Is the good or service capable of being distinct?
Basically, in the first step, you are assessing the minimum characteristics for a good or service to be distinct and thus accounted for separately.
Only if you said yes in the first step, you assess whether this good or a service is distinct in the context of the contract.
Here you are assessing what is interrelationship of the goods and services in the contract.
Just as an example: imagine you agreed to build a house for your customer and within the construction, you deliver everything: walls, roof, electricity installations etc.
Each of these things meets the first criterion – it is capable of being distinct, because the customer can benefit from it on its own or with other available resources.
For example: a roof.
A customer cannot benefit from the roof on its own, but if the house is ready just without the roof, then yes, customer can buy the roof elsewhere and benefit from it.
But, despite these items are capable of being distinct, they are NOT distinct in the context of the contract, because the contractor promised to deliver a combined output – a house.
Now let’s break it down a bit.
#1: Is the good or service capable of being distinct?
As written above, this is met in the case when the customer can benefit from the good or service either on its own, or with readily available resources.
What are these resources?
They can either be sold separately by the entity or by another entity, or the customer has already obtained them from the entity from other transactions or events.
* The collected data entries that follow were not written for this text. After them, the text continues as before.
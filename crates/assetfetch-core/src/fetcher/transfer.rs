//! One HTTP GET streamed into the destination file.

use super::error::FetchError;
use crate::config::HttpConfig;
use crate::http::{self, ResponseHead};
use crate::media::MediaKind;
use crate::storage::DestinationWriter;
use std::cell::{Cell, RefCell};
use std::io;
use std::path::Path;
use std::time::Duration;

/// Abort the transfer when throughput stays below this many bytes/s for the stall timeout.
const LOW_SPEED_LIMIT: u32 = 1024;

/// What happens to body bytes of the final response.
enum Sink {
    /// No body bytes seen yet.
    Undecided,
    Writing(DestinationWriter),
    /// Error statuses: the body is read and dropped, never written to disk.
    Discarding,
    /// Partial response for an offset we did not ask for; transfer aborted.
    RangeMismatch(Option<u64>),
    /// A document where media was expected; transfer aborted.
    WrongType(String),
    /// Local write failed; transfer aborted.
    Failed(io::Error),
}

#[derive(Debug, Clone, Copy)]
pub(super) struct Report {
    /// Offset the server resumed from (0 for a full response).
    pub offset: u64,
    pub written: u64,
    pub file_len: u64,
    pub total: Option<u64>,
}

pub(super) enum TransferEnd {
    Done(Report),
    /// 206 for a different start than requested; nothing was written.
    RangeNotHonored { got_start: Option<u64> },
    /// 416; `total` from `Content-Range: bytes */N` if present.
    Unsatisfiable { total: Option<u64> },
}

/// Performs one GET. With `offset > 0` a `Range: bytes=offset-` header is sent.
pub(super) fn transfer(
    url: &str,
    destination: &Path,
    offset: u64,
    kind: MediaKind,
    cfg: &HttpConfig,
    progress: &mut dyn FnMut(u64, Option<u64>),
) -> Result<TransferEnd, FetchError> {
    let mut easy = http::base_handle(url, cfg).map_err(FetchError::Transport)?;
    let chunk_size = cfg.chunk_size_bytes.max(1);
    easy.buffer_size(chunk_size).map_err(FetchError::Transport)?;
    easy.low_speed_limit(LOW_SPEED_LIMIT)
        .map_err(FetchError::Transport)?;
    easy.low_speed_time(Duration::from_secs(cfg.stall_timeout_secs))
        .map_err(FetchError::Transport)?;
    if offset > 0 {
        easy.range(&format!("{}-", offset))
            .map_err(FetchError::Transport)?;
    }

    let head = RefCell::new(ResponseHead::default());
    let sink = RefCell::new(Sink::Undecided);
    let total: Cell<Option<u64>> = Cell::new(None);

    let performed = {
        let mut transfer = easy.transfer();
        transfer
            .header_function(|line| {
                head.borrow_mut().on_line(line);
                true
            })
            .map_err(FetchError::Transport)?;
        transfer
            .write_function(|data| {
                let mut sink = sink.borrow_mut();
                if matches!(*sink, Sink::Undecided) {
                    let (next, t) = decide(&head.borrow(), offset, kind, destination);
                    *sink = next;
                    total.set(t);
                }
                let write_result = match &mut *sink {
                    Sink::Writing(w) => {
                        let mut result = Ok(());
                        for chunk in data.chunks(chunk_size) {
                            if let Err(e) = w.write_chunk(chunk) {
                                result = Err(e);
                                break;
                            }
                            progress(w.file_len(), total.get());
                        }
                        result
                    }
                    Sink::Discarding => return Ok(data.len()),
                    _ => return Ok(0),
                };
                match write_result {
                    Ok(()) => Ok(data.len()),
                    Err(e) => {
                        *sink = Sink::Failed(e);
                        Ok(0)
                    }
                }
            })
            .map_err(FetchError::Transport)?;
        transfer.perform()
    };

    let sink = sink.into_inner();
    let head = head.into_inner();

    if let Err(e) = performed {
        return match sink {
            Sink::Failed(io_err) => Err(FetchError::local_io(destination, io_err)),
            Sink::RangeMismatch(got_start) if e.is_write_error() => {
                Ok(TransferEnd::RangeNotHonored { got_start })
            }
            Sink::WrongType(content_type) if e.is_write_error() => Err(FetchError::ContentType {
                expected: kind,
                content_type,
            }),
            _ => Err(FetchError::Transport(e)),
        };
    }

    let status = easy.response_code().map_err(FetchError::Transport)?;
    match status {
        200 | 206 => {}
        416 => {
            return Ok(TransferEnd::Unsatisfiable {
                total: head.content_range.and_then(|r| r.total),
            })
        }
        other => return Err(FetchError::Http { status: other }),
    }

    let writer = match sink {
        Sink::Writing(w) => w,
        _ => return Err(FetchError::EmptyBody),
    };
    let report = Report {
        offset: writer.start_offset(),
        written: writer.written(),
        file_len: writer.file_len(),
        total: total.get(),
    };
    if let Some(expected) = report.total {
        if report.file_len < expected {
            return Err(FetchError::ShortTransfer {
                expected,
                received: report.file_len,
            });
        }
    }
    Ok(TransferEnd::Done(report))
}

/// Pick how to handle the body once the final response's headers are known.
fn decide(
    head: &ResponseHead,
    offset: u64,
    kind: MediaKind,
    destination: &Path,
) -> (Sink, Option<u64>) {
    let status = head.status.unwrap_or(0);
    if status != 200 && status != 206 {
        return (Sink::Discarding, None);
    }
    if let Some(ct) = head.content_type.as_deref() {
        if is_document_type(ct) {
            return (Sink::WrongType(ct.to_string()), None);
        }
    }

    let (opened, total) = if status == 206 {
        let start = head.content_range.and_then(|r| r.start);
        let honored = start == Some(offset) || (offset == 0 && start.is_none());
        if !honored {
            return (Sink::RangeMismatch(start), None);
        }
        let total = head
            .content_range
            .and_then(|r| r.total)
            .or_else(|| head.content_length.map(|len| offset + len));
        let opened = if offset > 0 {
            DestinationWriter::open_append(destination)
        } else {
            DestinationWriter::create_truncate(destination)
        };
        (opened, total)
    } else {
        if offset > 0 {
            tracing::info!(
                destination = %destination.display(),
                offset,
                %kind,
                "server ignored range request; rewriting from offset 0"
            );
        }
        (
            DestinationWriter::create_truncate(destination),
            head.content_length,
        )
    };

    match opened {
        Ok(w) => (Sink::Writing(w), total),
        Err(e) => (Sink::Failed(e), None),
    }
}

/// Error pages and API payloads that must never land in a media file.
fn is_document_type(content_type: &str) -> bool {
    let ct = content_type.trim().to_ascii_lowercase();
    ct.starts_with("text/html") || ct.starts_with("application/json")
}

#[cfg(test)]
mod tests {
    use super::*;

    #[test]
    fn documents_are_rejected() {
        assert!(is_document_type("text/html; charset=utf-8"));
        assert!(is_document_type("Application/JSON"));
        assert!(!is_document_type("image/jpeg"));
        assert!(!is_document_type("video/mp4"));
        assert!(!is_document_type("application/octet-stream"));
    }

    fn head(status: u32, range: Option<&str>, len: Option<u64>) -> ResponseHead {
        ResponseHead {
            status: Some(status),
            content_length: len,
            content_range: range.and_then(crate::http::ContentRange::parse),
            content_type: None,
        }
    }

    #[test]
    fn mismatched_partial_response_is_not_written() {
        let dir = tempfile::tempdir().unwrap();
        let p = dir.path().join("x.mp4");
        std::fs::write(&p, vec![1u8; 50]).unwrap();
        let (sink, _) = decide(
            &head(206, Some("bytes 0-99/100"), Some(100)),
            50,
            MediaKind::Video,
            &p,
        );
        assert!(matches!(sink, Sink::RangeMismatch(Some(0))));
        assert_eq!(std::fs::read(&p).unwrap().len(), 50);
    }

    #[test]
    fn honored_range_appends_and_reports_full_total() {
        let dir = tempfile::tempdir().unwrap();
        let p = dir.path().join("x.mp4");
        std::fs::write(&p, vec![1u8; 50]).unwrap();
        let (sink, total) = decide(&head(206, None, Some(50)), 50, MediaKind::Video, &p);
        assert!(matches!(sink, Sink::RangeMismatch(None)));
        assert_eq!(total, None);

        let (sink, total) = decide(
            &head(206, Some("bytes 50-99/100"), Some(50)),
            50,
            MediaKind::Video,
            &p,
        );
        match sink {
            Sink::Writing(w) => assert_eq!(w.start_offset(), 50),
            _ => panic!("expected append writer"),
        }
        assert_eq!(total, Some(100));
    }

    #[test]
    fn full_response_truncates() {
        let dir = tempfile::tempdir().unwrap();
        let p = dir.path().join("x.jpg");
        std::fs::write(&p, vec![1u8; 50]).unwrap();
        let (sink, total) = decide(&head(200, None, Some(80)), 50, MediaKind::Image, &p);
        match sink {
            Sink::Writing(w) => assert_eq!(w.start_offset(), 0),
            _ => panic!("expected truncating writer"),
        }
        assert_eq!(total, Some(80));
        assert_eq!(std::fs::read(&p).unwrap().len(), 0);
    }
}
Let’s take a look to the goods or services in the software contact:
An entity sells software, installation services and 1-year support. Are these services capable of being distinct?
Can the customer install the software himself? Does the installation significantly modify software? Can the customer use the software also without 1-year support?
It seems yes. Software seems to be capable of being distinct in this case.
Installation services seem capable of being distinct, too, because the question said that the customer could buy the installation from the software vendor. It implies that it was not obligatory.
And even if it was obligatory, then still the customer can benefit from the installation services with readily available resources – software.
The same applies to 1-year support.
In this case we can conclude that yes, the first criterion is met and the software, installation service and 1-year support are capable of being distinct.
But we are not done yet.
#2: Is the good or service distinct within the context of the contract?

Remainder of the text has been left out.